▶ [Assignment]: Go through the entries below and copy each line that holds the word "Speaker".

▶ [Input data]:
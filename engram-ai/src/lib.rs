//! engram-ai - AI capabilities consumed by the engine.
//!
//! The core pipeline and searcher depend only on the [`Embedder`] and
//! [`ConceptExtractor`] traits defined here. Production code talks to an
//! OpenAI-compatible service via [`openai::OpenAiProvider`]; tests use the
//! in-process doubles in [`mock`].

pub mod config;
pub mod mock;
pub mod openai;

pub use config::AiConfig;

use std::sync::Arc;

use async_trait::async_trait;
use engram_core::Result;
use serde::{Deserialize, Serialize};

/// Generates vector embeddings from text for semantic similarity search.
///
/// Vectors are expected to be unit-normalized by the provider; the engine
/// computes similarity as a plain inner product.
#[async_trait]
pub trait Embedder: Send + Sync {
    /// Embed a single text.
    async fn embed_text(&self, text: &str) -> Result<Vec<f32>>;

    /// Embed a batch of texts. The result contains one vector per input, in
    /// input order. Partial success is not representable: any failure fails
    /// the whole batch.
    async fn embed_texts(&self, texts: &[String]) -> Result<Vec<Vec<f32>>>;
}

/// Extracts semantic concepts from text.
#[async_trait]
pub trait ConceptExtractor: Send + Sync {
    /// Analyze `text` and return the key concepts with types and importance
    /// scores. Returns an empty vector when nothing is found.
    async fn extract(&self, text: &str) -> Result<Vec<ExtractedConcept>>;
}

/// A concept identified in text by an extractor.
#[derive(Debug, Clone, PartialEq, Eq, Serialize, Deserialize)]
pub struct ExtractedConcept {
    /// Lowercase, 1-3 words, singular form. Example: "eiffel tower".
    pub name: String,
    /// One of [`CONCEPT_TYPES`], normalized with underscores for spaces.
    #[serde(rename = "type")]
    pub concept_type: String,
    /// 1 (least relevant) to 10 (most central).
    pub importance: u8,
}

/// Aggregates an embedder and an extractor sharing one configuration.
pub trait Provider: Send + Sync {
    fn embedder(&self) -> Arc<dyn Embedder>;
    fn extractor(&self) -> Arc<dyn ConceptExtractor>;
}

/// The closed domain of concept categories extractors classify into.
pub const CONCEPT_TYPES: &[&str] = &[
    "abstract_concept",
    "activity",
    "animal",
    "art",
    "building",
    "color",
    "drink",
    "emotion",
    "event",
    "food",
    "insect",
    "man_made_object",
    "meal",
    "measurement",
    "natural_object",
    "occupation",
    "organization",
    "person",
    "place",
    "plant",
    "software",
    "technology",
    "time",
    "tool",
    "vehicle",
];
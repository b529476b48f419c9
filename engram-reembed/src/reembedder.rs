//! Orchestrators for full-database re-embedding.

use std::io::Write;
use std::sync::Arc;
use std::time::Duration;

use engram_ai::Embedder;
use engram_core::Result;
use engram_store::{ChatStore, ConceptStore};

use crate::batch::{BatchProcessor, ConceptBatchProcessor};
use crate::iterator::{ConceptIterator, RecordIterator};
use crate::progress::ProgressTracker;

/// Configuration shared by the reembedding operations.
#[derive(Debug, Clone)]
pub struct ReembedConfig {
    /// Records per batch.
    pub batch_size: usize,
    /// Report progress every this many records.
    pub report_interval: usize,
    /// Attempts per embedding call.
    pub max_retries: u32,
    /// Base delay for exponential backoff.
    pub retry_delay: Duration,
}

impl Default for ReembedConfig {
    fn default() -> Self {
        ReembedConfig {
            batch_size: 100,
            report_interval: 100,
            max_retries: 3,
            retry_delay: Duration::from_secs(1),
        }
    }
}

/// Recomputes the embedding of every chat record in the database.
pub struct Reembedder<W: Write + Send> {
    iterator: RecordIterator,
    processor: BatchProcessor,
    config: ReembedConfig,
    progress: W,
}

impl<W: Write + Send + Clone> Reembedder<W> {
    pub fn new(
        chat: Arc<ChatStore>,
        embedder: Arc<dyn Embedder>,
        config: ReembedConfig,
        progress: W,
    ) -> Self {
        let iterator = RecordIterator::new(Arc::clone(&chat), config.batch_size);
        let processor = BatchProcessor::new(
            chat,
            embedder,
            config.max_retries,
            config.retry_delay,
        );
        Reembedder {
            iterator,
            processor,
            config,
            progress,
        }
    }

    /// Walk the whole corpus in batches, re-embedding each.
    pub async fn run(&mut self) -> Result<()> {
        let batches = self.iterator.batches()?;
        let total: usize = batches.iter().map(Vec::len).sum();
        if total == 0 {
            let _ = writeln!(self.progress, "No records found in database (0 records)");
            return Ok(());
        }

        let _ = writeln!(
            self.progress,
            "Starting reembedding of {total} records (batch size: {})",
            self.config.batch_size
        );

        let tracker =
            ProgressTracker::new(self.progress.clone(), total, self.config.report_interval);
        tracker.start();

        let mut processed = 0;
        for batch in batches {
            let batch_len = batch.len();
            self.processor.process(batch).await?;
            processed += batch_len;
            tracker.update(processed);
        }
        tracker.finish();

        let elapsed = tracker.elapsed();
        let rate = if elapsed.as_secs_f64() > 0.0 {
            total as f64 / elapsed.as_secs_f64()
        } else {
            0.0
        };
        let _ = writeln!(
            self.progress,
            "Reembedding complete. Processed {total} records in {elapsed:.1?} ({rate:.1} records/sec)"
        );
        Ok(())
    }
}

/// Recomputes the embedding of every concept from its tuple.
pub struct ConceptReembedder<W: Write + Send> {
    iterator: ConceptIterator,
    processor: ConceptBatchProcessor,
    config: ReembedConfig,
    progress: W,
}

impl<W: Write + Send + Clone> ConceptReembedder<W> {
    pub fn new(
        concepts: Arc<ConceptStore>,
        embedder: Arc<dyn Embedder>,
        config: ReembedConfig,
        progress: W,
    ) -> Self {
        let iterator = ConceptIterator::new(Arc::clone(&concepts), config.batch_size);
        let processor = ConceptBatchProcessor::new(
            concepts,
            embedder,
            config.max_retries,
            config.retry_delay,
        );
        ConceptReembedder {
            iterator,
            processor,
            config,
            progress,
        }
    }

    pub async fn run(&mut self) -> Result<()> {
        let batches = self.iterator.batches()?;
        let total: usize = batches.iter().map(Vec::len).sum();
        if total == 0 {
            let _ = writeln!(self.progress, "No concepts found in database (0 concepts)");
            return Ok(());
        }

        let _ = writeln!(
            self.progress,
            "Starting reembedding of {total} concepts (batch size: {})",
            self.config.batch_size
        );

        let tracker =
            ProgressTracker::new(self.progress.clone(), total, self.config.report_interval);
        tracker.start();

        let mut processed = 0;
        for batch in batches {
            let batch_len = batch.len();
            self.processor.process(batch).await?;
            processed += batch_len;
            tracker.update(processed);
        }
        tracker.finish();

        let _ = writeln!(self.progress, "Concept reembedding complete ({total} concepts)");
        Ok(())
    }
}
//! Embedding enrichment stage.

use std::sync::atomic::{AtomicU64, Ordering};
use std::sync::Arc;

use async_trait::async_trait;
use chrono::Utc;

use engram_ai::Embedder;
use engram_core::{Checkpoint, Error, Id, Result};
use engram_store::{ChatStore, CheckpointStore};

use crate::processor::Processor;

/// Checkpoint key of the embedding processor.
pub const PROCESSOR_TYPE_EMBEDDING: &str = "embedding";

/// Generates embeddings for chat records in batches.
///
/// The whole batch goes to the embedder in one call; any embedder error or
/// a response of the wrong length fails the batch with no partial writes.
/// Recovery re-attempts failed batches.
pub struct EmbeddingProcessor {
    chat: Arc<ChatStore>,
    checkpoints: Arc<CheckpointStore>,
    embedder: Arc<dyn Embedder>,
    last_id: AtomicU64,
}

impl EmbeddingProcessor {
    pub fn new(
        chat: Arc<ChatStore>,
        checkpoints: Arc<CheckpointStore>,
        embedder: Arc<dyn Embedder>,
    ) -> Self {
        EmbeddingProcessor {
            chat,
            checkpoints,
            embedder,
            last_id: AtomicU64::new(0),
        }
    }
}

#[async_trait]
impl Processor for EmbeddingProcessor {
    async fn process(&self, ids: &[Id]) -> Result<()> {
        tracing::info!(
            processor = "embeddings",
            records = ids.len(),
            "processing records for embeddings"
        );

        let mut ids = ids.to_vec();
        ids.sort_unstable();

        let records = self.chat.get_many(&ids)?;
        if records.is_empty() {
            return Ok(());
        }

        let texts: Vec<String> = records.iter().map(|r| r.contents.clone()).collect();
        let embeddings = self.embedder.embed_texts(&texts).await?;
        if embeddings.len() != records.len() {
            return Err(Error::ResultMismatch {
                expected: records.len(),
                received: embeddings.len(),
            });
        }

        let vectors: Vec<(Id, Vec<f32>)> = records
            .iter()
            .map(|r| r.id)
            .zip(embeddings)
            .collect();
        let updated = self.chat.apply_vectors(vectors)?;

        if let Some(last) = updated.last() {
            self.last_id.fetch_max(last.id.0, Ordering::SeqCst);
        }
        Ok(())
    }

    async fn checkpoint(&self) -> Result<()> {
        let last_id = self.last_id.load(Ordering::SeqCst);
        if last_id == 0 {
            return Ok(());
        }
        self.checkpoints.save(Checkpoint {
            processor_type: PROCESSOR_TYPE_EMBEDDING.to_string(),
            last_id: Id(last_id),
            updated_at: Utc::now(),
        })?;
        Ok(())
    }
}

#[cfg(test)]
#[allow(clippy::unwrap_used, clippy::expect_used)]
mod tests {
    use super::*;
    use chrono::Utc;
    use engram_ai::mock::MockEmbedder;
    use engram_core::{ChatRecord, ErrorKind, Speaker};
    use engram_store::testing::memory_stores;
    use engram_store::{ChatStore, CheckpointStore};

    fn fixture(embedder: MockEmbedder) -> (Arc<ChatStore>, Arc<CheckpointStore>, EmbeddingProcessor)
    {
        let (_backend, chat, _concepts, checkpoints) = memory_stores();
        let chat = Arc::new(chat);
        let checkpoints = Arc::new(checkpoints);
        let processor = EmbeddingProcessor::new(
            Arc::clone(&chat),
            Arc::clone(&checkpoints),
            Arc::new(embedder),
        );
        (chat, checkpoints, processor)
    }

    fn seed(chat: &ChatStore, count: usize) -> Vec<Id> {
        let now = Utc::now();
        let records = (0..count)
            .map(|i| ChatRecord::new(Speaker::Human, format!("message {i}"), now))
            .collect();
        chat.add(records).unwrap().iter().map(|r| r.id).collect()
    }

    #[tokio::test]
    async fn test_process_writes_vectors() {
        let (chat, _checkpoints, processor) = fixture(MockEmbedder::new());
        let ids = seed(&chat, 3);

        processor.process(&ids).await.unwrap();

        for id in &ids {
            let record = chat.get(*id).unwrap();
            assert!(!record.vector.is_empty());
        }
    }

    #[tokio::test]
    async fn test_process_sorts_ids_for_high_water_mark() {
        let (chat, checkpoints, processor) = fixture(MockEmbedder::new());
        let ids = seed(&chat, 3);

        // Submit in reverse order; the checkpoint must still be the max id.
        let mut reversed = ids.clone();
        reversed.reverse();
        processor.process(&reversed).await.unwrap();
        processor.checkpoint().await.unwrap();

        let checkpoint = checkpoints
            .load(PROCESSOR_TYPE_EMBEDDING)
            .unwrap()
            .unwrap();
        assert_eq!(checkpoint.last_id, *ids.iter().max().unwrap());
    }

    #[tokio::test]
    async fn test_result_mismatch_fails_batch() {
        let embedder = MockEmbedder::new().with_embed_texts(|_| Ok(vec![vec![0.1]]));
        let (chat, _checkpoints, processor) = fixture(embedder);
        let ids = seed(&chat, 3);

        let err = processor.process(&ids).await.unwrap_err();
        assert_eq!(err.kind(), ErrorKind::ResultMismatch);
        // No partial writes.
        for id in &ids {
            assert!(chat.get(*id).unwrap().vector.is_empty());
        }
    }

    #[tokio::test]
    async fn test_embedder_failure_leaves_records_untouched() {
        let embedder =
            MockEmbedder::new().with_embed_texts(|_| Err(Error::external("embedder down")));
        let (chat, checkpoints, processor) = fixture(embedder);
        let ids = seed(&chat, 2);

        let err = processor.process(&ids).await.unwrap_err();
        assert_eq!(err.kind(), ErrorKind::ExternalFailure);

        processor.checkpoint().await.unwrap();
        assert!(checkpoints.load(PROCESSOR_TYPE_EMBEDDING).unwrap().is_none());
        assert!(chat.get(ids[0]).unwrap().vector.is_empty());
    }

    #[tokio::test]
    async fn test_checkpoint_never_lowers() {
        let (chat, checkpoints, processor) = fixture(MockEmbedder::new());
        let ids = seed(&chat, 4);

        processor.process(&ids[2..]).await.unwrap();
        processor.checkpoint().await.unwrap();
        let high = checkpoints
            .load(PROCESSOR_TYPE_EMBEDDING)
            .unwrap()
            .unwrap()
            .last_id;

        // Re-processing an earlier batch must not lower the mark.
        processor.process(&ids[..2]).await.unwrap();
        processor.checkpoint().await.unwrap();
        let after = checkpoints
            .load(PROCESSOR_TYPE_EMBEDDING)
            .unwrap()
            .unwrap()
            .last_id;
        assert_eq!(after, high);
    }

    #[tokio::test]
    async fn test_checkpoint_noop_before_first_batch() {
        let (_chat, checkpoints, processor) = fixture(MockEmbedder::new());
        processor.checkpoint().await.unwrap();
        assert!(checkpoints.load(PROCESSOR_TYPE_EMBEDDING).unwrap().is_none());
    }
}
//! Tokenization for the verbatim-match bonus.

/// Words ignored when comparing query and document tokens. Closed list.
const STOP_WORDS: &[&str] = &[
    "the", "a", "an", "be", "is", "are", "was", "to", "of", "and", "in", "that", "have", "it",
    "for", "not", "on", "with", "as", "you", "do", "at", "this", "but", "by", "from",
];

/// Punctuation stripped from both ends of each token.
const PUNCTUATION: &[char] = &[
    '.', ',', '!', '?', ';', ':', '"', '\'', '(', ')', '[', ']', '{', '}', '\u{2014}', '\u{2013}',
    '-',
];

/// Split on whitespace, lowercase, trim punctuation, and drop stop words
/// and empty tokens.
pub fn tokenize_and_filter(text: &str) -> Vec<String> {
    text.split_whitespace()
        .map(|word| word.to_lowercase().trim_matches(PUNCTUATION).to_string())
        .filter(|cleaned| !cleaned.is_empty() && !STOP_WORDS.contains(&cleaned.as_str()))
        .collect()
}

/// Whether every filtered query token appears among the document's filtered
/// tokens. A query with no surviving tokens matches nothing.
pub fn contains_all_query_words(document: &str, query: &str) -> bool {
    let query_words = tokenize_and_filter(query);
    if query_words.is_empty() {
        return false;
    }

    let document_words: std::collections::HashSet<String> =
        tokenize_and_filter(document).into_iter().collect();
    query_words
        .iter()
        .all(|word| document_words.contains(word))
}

▶ [Solution]:
    use engram_core::{ChatRecord, ErrorKind, Speaker};
            .map(|i| ChatRecord::new(Speaker::Human, format!("message {i}"), now))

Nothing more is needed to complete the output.